And candidly, we're starting to move much faster.
If you watch our ability to bring new products to market, you're going to see us have all 10 of the major players as key customers shortly.
Up to recently as you know, we were missing largely in one of those.
Secondly, as Pankaj has turned this engineering organization sideways and began to really focus on speed of small agile teams, and I could walk through a number of examples from mobility to security, but let's just talk about now how we develop our high end product.
We used to think about developing a high end product with maybe 3000 people, at least 3 to 5 years to do it.
Watch how we develop our next-generation router products for these major players.
And we'll do it in less than 12 months with probably 225 people.
You're talking and what these players would say, Cisco, you're finally getting it.
You're getting your speed of change with that.
You understand how to make the transition.
So I look at this as a very good opportunity for us to play in those with an increasing share of their spend.

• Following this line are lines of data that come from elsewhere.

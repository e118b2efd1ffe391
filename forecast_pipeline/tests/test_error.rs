use forecast_math::MathError;
use forecast_pipeline::PipelineError;
use std::io;
use std::path::PathBuf;

#[test]
fn test_error_conversion() {
    let io_error = io::Error::new(io::ErrorKind::NotFound, "file not found");
    let pipeline_error = PipelineError::from(io_error);
    assert!(matches!(pipeline_error, PipelineError::Io(_)));

    let math_error = MathError::SingularMatrix("rank 2 < 3".to_string());
    let pipeline_error = PipelineError::from(math_error);
    match pipeline_error {
        PipelineError::Math(MathError::SingularMatrix(msg)) => assert_eq!(msg, "rank 2 < 3"),
        other => panic!("Expected Math variant, got {:?}", other),
    }

    let json_error = serde_json::from_str::<serde_json::Value>("{").unwrap_err();
    assert!(matches!(
        PipelineError::from(json_error),
        PipelineError::Json(_)
    ));
}

#[test]
fn test_error_display() {
    let error = PipelineError::FileNotFound(PathBuf::from("data/processed/processed_data.csv"));
    assert_eq!(
        error.to_string(),
        "File not found: data/processed/processed_data.csv"
    );

    let error = PipelineError::Parse {
        line: 7,
        column: "Data_Lag1".to_string(),
        message: "expected a number, found 'x'".to_string(),
    };
    let text = error.to_string();
    assert!(text.contains("line 7"));
    assert!(text.contains("Data_Lag1"));

    let error = PipelineError::MissingColumn {
        column: "Absolute_Error".to_string(),
        path: PathBuf::from("outputs/predictions.csv"),
    };
    assert_eq!(
        error.to_string(),
        "Missing column 'Absolute_Error' in outputs/predictions.csv"
    );

    let error = PipelineError::from(MathError::DivisionByZero("row 3".to_string()));
    assert_eq!(error.to_string(), "Math error: Division by zero: row 3");
}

And different than our peers, we will do it with software independent where appropriate, or combination of software, hardware and ASIC.
And I really like our momentum we're starting to get in these accounts.
And it ranges from the Microsofts of the world to the Googles of the world to the Facebooks to the Amazons.
Chuck, any thoughts on that one?
- Future CEO
Yes, John.
One of the key tenets that I've talked about over the last couple of weeks is our need in the future to rapidly sort of realign and adjust our portfolio based on what we're seeing with our customer base.
I think that the moves that Pankaj has made are really going to allow us to do that more effectively.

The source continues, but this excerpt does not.